# [What this task involves]
Scan the records and identify every line in which the string "exit" occurs, then return those lines.

### Entries provided ###

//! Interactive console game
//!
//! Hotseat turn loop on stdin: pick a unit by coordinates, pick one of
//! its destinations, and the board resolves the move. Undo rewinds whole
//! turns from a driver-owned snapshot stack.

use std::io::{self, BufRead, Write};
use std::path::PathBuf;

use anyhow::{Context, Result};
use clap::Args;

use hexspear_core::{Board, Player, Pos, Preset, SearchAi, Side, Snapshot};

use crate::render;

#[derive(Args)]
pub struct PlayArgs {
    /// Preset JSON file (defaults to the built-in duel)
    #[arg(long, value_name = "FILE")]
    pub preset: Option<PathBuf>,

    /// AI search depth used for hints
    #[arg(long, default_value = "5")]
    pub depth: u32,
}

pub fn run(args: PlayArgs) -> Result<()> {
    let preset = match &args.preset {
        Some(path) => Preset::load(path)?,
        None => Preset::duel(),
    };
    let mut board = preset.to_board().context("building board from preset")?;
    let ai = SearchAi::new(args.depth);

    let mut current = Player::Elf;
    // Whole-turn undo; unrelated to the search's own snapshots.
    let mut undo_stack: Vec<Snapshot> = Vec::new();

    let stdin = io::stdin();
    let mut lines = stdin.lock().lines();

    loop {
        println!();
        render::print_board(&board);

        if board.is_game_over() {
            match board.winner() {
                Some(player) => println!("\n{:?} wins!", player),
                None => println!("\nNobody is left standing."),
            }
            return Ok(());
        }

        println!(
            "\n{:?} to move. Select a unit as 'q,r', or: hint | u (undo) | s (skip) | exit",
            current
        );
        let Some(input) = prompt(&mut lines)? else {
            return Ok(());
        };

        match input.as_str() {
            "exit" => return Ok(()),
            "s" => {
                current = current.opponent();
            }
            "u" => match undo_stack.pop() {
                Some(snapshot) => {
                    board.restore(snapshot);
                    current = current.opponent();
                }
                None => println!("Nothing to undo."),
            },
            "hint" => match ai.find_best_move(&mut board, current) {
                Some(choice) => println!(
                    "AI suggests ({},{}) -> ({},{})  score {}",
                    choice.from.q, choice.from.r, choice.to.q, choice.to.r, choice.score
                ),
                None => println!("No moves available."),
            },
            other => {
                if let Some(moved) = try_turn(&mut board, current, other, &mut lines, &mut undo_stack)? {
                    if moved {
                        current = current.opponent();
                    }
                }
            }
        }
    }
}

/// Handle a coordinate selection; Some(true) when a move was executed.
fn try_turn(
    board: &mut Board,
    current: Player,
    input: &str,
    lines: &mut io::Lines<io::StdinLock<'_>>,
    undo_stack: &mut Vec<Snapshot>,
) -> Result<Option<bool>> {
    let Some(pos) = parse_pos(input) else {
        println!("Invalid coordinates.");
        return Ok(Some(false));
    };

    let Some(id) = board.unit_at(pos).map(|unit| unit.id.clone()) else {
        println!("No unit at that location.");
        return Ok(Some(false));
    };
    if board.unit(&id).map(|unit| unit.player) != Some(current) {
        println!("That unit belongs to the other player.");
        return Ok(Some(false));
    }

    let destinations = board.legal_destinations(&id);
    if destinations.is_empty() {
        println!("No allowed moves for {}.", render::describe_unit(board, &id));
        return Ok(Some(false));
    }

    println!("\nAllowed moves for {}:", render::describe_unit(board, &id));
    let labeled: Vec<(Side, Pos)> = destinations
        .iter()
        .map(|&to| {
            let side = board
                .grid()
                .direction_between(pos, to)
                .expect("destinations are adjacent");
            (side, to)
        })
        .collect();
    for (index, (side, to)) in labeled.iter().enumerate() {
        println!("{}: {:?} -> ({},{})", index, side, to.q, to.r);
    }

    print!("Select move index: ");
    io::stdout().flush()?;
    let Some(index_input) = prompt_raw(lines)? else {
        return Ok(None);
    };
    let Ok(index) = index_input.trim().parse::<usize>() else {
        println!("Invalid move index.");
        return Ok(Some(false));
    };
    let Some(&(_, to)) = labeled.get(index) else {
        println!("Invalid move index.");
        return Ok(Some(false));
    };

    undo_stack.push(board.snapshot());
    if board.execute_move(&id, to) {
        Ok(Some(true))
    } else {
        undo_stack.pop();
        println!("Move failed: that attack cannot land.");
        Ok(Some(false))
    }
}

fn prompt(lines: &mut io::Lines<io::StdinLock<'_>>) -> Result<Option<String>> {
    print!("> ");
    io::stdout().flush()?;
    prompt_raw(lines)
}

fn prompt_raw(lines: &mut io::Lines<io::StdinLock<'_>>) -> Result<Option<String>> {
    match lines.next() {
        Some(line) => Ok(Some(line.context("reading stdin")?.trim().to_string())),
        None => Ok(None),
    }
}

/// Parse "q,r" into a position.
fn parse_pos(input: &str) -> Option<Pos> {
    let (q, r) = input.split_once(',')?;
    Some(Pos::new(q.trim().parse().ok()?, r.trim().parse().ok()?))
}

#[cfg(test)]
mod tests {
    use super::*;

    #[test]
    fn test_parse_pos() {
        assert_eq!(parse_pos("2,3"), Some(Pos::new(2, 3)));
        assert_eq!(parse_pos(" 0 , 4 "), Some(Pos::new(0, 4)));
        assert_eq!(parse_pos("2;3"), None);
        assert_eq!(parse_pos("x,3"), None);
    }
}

###

# [Result of the task]
            "\n{:?} to move. Select a unit as 'q,r', or: hint | u (undo) | s (skip) | exit",
            "exit" => return Ok(()),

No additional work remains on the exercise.